L'histoire :
Charles empile les dernières nouveautés dans la librairie qui l’emploie, lorsque son portable retentit : son père lui propose de se rendre dans la maison de son grand-père récemment décédé pour y récupérer du matériel avant que la maison ne soit vendue. Bien que l’idée ne l’emballe pas plus que ça, il prend la route pour Plouhinec-les-deux-corbeaux. Chemin faisant, il se souvient des moments qu’il a passés au village, enfant, et de ses habitants… Ainsi il revoit les deux Jean Gerroux : celui du haut du bourg… et celui du bas. L’un, orphelin né à Buchenwald d’une mère résistante trop rapidement décédée… et l’autre héros de la résistance, qui passa une nuit avec Michèle avant qu’elle ne soit déportée. Père et fils ? Même pas ! Et puis c’est l’image d’Elvis Gruttier qui s’impose à lui. Pendant qu’un autre Elvis enflamme l’Amérique en chantant comme un Dieu, il se contente d’entonner des cantiques à l’église… devant Dieu. L’un joue de la guitare comme personne, l’autre la pince mais pour personne. A chacun son Elvis : Graceland ou la Petite Janaie… Le village, c’était aussi le temps des bons copains, celui où l’on faisait la guerre à ceux de Ribignole (c’est des couilles molles !), celui de l’impressionnante poitrine de la mère d’Emilio, celui de Lolo la nantaise, du gros Michel, le commis de pépé et de sa chienne Pernod…
Ce qu'on en pense sur la planète BD :
Il y a eu Longeverne et Velran, les Lebrac ou l’Aztec, la Marie Tintin, Migue la Lune et le p’tit Gibus évidemment, qui, sous la plume de Louis Pergaud, emplirent nos narines d’une précieuse odeur de terre et de fumier… Quelques décennies plus tard, Charles Dutertre suit les traces de son brillant ainé en nous emmenant en balade dans un village dont le nom fleure la Bretagne rurale.

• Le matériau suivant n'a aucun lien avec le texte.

use crate::chain::VersionChain;
use dashmap::DashMap;
use ordo_core::{Error, KeyBound, KvStore, Result, Tid, Timestamp, TransactionObserver, ValueBound};
use parking_lot::RwLock;
use std::sync::Arc;

/// An in-memory, per-key-sharded multi-version store (spec §2 component 3).
///
/// Implements the low-level [`KvStore`] contract directly, and additionally
/// offers `get`/`put`/`delete` wrapper methods that invite a registered
/// [`TransactionObserver`] into the operation exactly as spec §4.1 describes:
/// `before_*` runs first and can veto the operation; `after_*`/`failed_*`
/// run once the outcome is known. Real hosts (e.g. an HBase coprocessor)
/// would implement [`KvStore`] directly against their own storage and do
/// this same wiring themselves; this adapter exists so the engine is
/// exercisable standalone.
pub struct InMemoryKvStore<K, V> {
    table: DashMap<K, VersionChain<V>>,
    observer: RwLock<Option<Arc<dyn TransactionObserver<K>>>>,
}

impl<K: KeyBound, V: ValueBound> Default for InMemoryKvStore<K, V> {
    fn default() -> Self {
        Self::new()
    }
}

impl<K: KeyBound, V: ValueBound> InMemoryKvStore<K, V> {
    /// An empty store with no observer wired in.
    pub fn new() -> Self {
        InMemoryKvStore {
            table: DashMap::new(),
            observer: RwLock::new(None),
        }
    }

    /// Wire in the Transaction Manager as this store's observer.
    ///
    /// Spec §9: "an interface the KV adapter invokes, wired at construction"
    /// — in practice this means "before the first operation", since the
    /// observer and the store are constructed independently and then linked.
    pub fn register_observer(&self, observer: Arc<dyn TransactionObserver<K>>) {
        *self.observer.write() = Some(observer);
    }

    fn observer(&self) -> Option<Arc<dyn TransactionObserver<K>>> {
        self.observer.read().clone()
    }

    /// Read `keys` as of `bound`, notifying the observer before and after.
    pub fn get(&self, tid: Tid, keys: &[K], bound: Timestamp) -> Result<Vec<(K, Option<(Timestamp, V)>)>> {
        let observer = self.observer();
        if let Some(obs) = &observer {
            obs.before_get(tid, keys)?;
        }

        let mut results = Vec::with_capacity(keys.len());
        for key in keys {
            match self.read(key, bound) {
                Ok(found) => results.push((key.clone(), found)),
                Err(err) => {
                    if let Some(obs) = &observer {
                        obs.failed_get(tid, keys, &err)?;
                    }
                    return Err(err);
                }
            }
        }

        if let Some(obs) = &observer {
            let chosen: Vec<(K, Timestamp)> = results
                .iter()
                .filter_map(|(k, v)| v.as_ref().map(|(ts, _)| (k.clone(), *ts)))
                .collect();
            obs.after_get(tid, &chosen)?;
        }
        Ok(results)
    }

    /// Write `entries` at `ts`, notifying the observer before and after.
    pub fn put(&self, tid: Tid, ts: Timestamp, entries: Vec<(K, V)>) -> Result<()> {
        let observer = self.observer();
        let keys: Vec<K> = entries.iter().map(|(k, _)| k.clone()).collect();
        if let Some(obs) = &observer {
            obs.before_put(tid, &keys)?;
        }

        for (key, value) in entries {
            if let Err(err) = self.write(&key, ts, value) {
                if let Some(obs) = &observer {
                    obs.failed_put(tid, &keys, &err)?;
                }
                return Err(err);
            }
        }

        if let Some(obs) = &observer {
            obs.after_put(tid, &keys)?;
        }
        Ok(())
    }

    /// Delete the version of `keys` at `ts`, notifying the observer before
    /// and after.
    pub fn delete(&self, tid: Tid, ts: Timestamp, keys: &[K]) -> Result<()> {
        let observer = self.observer();
        if let Some(obs) = &observer {
            obs.before_delete(tid, keys)?;
        }

        for key in keys {
            if let Err(err) = self.delete_version(key, ts) {
                if let Some(obs) = &observer {
                    obs.failed_delete(tid, keys, &err)?;
                }
                return Err(err);
            }
        }

        if let Some(obs) = &observer {
            obs.after_delete(tid, keys)?;
        }
        Ok(())
    }

    /// Number of distinct keys currently tracked (including keys whose only
    /// versions are scheduled for GC but not yet pruned).
    pub fn key_count(&self) -> usize {
        self.table.len()
    }
}

impl<K: KeyBound, V: ValueBound> KvStore<K, V> for InMemoryKvStore<K, V> {
    fn write(&self, key: &K, ts: Timestamp, value: V) -> Result<()> {
        self.table
            .entry(key.clone())
            .and_modify(|chain| chain.push(ts, value.clone()))
            .or_insert_with(|| VersionChain::new(ts, value));
        Ok(())
    }

    fn read(&self, key: &K, bound: Timestamp) -> Result<Option<(Timestamp, V)>> {
        Ok(self
            .table
            .get(key)
            .and_then(|chain| chain.get_at_or_below(bound).map(|(ts, v)| (ts, v.clone()))))
    }

    fn delete_version(&self, key: &K, ts: Timestamp) -> Result<()> {
        if let Some(mut chain) = self.table.get_mut(key) {
            chain.remove_exact(ts);
            let drop_entry = chain.is_empty();
            drop(chain);
            if drop_entry {
                self.table.remove(key);
            }
        }
        Ok(())
    }

    fn delete_versions(&self, key: &K, bound: Timestamp) -> Result<()> {
        if let Some(mut chain) = self.table.get_mut(key) {
            chain.prune_at_or_below(bound);
            let drop_entry = chain.is_empty();
            drop(chain);
            if drop_entry {
                self.table.remove(key);
            }
        }
        Ok(())
    }
}

// Held behind `Arc<dyn KvStore<K, V>>` and shared across the observer
// callbacks' calling threads, so it must stay thread-safe for any
// `KeyBound`/`ValueBound` instantiation.
#[cfg(test)]
static_assertions::assert_impl_all!(InMemoryKvStore<String, i64>: Send, Sync);

#[cfg(test)]
mod tests {
    use super::*;
    use std::sync::atomic::{AtomicUsize, Ordering};

    #[test]
    fn write_then_read_round_trips() {
        let store: InMemoryKvStore<String, u32> = InMemoryKvStore::new();
        store.write(&"k".to_string(), Timestamp::new(5), 42).unwrap();
        assert_eq!(
            store.read(&"k".to_string(), Timestamp::new(10)).unwrap(),
            Some((Timestamp::new(5), 42))
        );
        assert_eq!(store.read(&"k".to_string(), Timestamp::new(1)).unwrap(), None);
    }

    #[test]
    fn delete_version_is_idempotent() {
        let store: InMemoryKvStore<String, u32> = InMemoryKvStore::new();
        store.write(&"k".to_string(), Timestamp::new(1), 1).unwrap();
        store.delete_version(&"k".to_string(), Timestamp::new(1)).unwrap();
        store.delete_version(&"k".to_string(), Timestamp::new(1)).unwrap();
        assert_eq!(store.read(&"k".to_string(), Timestamp::new(10)).unwrap(), None);
    }

    struct CountingObserver {
        before_get: AtomicUsize,
        after_get: AtomicUsize,
    }

    impl TransactionObserver<String> for CountingObserver {
        fn before_get(&self, _tid: Tid, _keys: &[String]) -> Result<()> {
            self.before_get.fetch_add(1, Ordering::SeqCst);
            Ok(())
        }
        fn after_get(&self, _tid: Tid, _results: &[(String, Timestamp)]) -> Result<()> {
            self.after_get.fetch_add(1, Ordering::SeqCst);
            Ok(())
        }
        fn failed_get(&self, _tid: Tid, _keys: &[String], _err: &Error) -> Result<()> {
            Ok(())
        }
        fn before_put(&self, _tid: Tid, _keys: &[String]) -> Result<()> {
            Ok(())
        }
        fn after_put(&self, _tid: Tid, _keys: &[String]) -> Result<()> {
            Ok(())
        }
        fn failed_put(&self, _tid: Tid, _keys: &[String], _err: &Error) -> Result<()> {
            Ok(())
        }
        fn before_delete(&self, _tid: Tid, _keys: &[String]) -> Result<()> {
            Ok(())
        }
        fn after_delete(&self, _tid: Tid, _keys: &[String]) -> Result<()> {
            Ok(())
        }
        fn failed_delete(&self, _tid: Tid, _keys: &[String], _err: &Error) -> Result<()> {
            Ok(())
        }
    }

    #[test]
    fn get_invokes_observer_before_and_after() {
        let store: InMemoryKvStore<String, u32> = InMemoryKvStore::new();
        store.write(&"k".to_string(), Timestamp::new(1), 9).unwrap();
        let observer = Arc::new(CountingObserver {
            before_get: AtomicUsize::new(0),
            after_get: AtomicUsize::new(0),
        });
        store.register_observer(observer.clone());

        let tid = Timestamp::new(5);
        let out = store.get(tid, &["k".to_string()], Timestamp::new(10)).unwrap();
        assert_eq!(out, vec![("k".to_string(), Some((Timestamp::new(1), 9)))]);
        assert_eq!(observer.before_get.load(Ordering::SeqCst), 1);
        assert_eq!(observer.after_get.load(Ordering::SeqCst), 1);
    }
}
//! Log configuration: segment sizing and fsync policy.
//!
//! Grounded on the teacher's `WalConfig` builder-plus-`validate()` pattern:
//! fields are set via chained setters, and nothing is checked until
//! `validate()` is called, so a caller can assemble a config across several
//! call sites before committing to it.

use std::path::PathBuf;
use std::time::Duration;

/// How aggressively the log fsyncs appended records.
#[derive(Debug, Clone, Copy, PartialEq, Eq)]
pub enum DurabilityMode {
    /// fsync after every append. Slowest, strongest guarantee: matches
    /// spec §4.2's "durable before return" for every `append_*` call.
    Strict,
    /// fsync after `batch_size` appends or `interval_ms` elapsed, whichever
    /// comes first. Used only when a caller has explicitly opted out of
    /// per-record durability; the default is `Strict`.
    Batched {
        /// Maximum records buffered before a forced fsync.
        batch_size: usize,
        /// Maximum time buffered before a forced fsync.
        interval_ms: u64,
    },
}

impl DurabilityMode {
    /// Whether this mode ever needs the underlying file open for writing.
    pub fn requires_log(&self) -> bool {
        true
    }
}

/// Validation failures for [`WalConfig`].
#[derive(Debug, Clone, thiserror::Error, PartialEq, Eq)]
pub enum WalConfigError {
    /// `segment_size_bytes` was zero.
    #[error("segment_size_bytes must be greater than zero")]
    ZeroSegmentSize,
    /// `directory` was empty.
    #[error("log directory must not be empty")]
    EmptyDirectory,
    /// A `Batched` mode had a zero batch size.
    #[error("batched durability mode requires a non-zero batch_size")]
    ZeroBatchSize,
}

/// Segment sizing and fsync policy for a [`crate::SegmentedLog`].
#[derive(Debug, Clone)]
pub struct WalConfig {
    directory: PathBuf,
    segment_size_bytes: u64,
    durability: DurabilityMode,
}

impl Default for WalConfig {
    fn default() -> Self {
        WalConfig {
            directory: PathBuf::from("."),
            segment_size_bytes: 64 * 1024 * 1024,
            durability: DurabilityMode::Strict,
        }
    }
}

impl WalConfig {
    /// Start from the defaults: 64 MiB segments, strict fsync, current dir.
    pub fn new() -> Self {
        Self::default()
    }

    /// Small segments and strict fsync, for fast iteration in tests.
    pub fn for_testing() -> Self {
        WalConfig {
            directory: PathBuf::from("."),
            segment_size_bytes: 64 * 1024,
            durability: DurabilityMode::Strict,
        }
    }

    /// Set the directory segment files are stored under.
    pub fn with_directory(mut self, directory: impl Into<PathBuf>) -> Self {
        self.directory = directory.into();
        self
    }

    /// Set the maximum size a segment grows to before rotation.
    pub fn with_segment_size_bytes(mut self, bytes: u64) -> Self {
        self.segment_size_bytes = bytes;
        self
    }

    /// Set the fsync policy.
    pub fn with_durability(mut self, mode: DurabilityMode) -> Self {
        self.durability = mode;
        self
    }

    /// Check the config is internally consistent.
    pub fn validate(&self) -> Result<(), WalConfigError> {
        if self.segment_size_bytes == 0 {
            return Err(WalConfigError::ZeroSegmentSize);
        }
        if self.directory.as_os_str().is_empty() {
            return Err(WalConfigError::EmptyDirectory);
        }
        if let DurabilityMode::Batched { batch_size, .. } = self.durability {
            if batch_size == 0 {
                return Err(WalConfigError::ZeroBatchSize);
            }
        }
        Ok(())
    }

    /// The configured directory.
    pub fn directory(&self) -> &std::path::Path {
        &self.directory
    }

    /// The configured segment size cap, in bytes.
    pub fn segment_size_bytes(&self) -> u64 {
        self.segment_size_bytes
    }

    /// The configured fsync policy.
    pub fn durability(&self) -> DurabilityMode {
        self.durability
    }

    /// The batching interval as a [`Duration`], if this config is `Batched`.
    pub fn batch_interval(&self) -> Option<Duration> {
        match self.durability {
            DurabilityMode::Batched { interval_ms, .. } => Some(Duration::from_millis(interval_ms)),
            DurabilityMode::Strict => None,
        }
    }
}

Sur la route qui nous y conduit, il utilise de courtes histoires qui sont prétextes à un intéressant trombinoscope et aventures délicieuses de gamins. L’angle narratif est efficace : un ton humoristique doublé d’une sensibilité enfantine permettant de nous faire sourire sans se moquer. C’est clair, ça va à l’essentiel, ça donne envie de poser les fesses dans l’herbe mais ça manque peut être un peu de liant, car l’issu du voyage qui permet ce savoureux descriptif est plus confuse et moins travaillée. Graphiquement, on retrouve la même naïveté enfantine qui confère au trait une rondeur simplissime, laissant penser (à tort) qu’il est facile de dessiner. On sent que la priorité n’est pas de peaufiner, mais d’aller à l’essentiel pour laisser toute la place au récit. C’est un choix… Celui souvent opéré au sein de cette sympathique collection (qui lave la tête en faisant des bulles) qui ne cherche pas à faire de l’esbroufe, parfois au détriment du plaisir des yeux.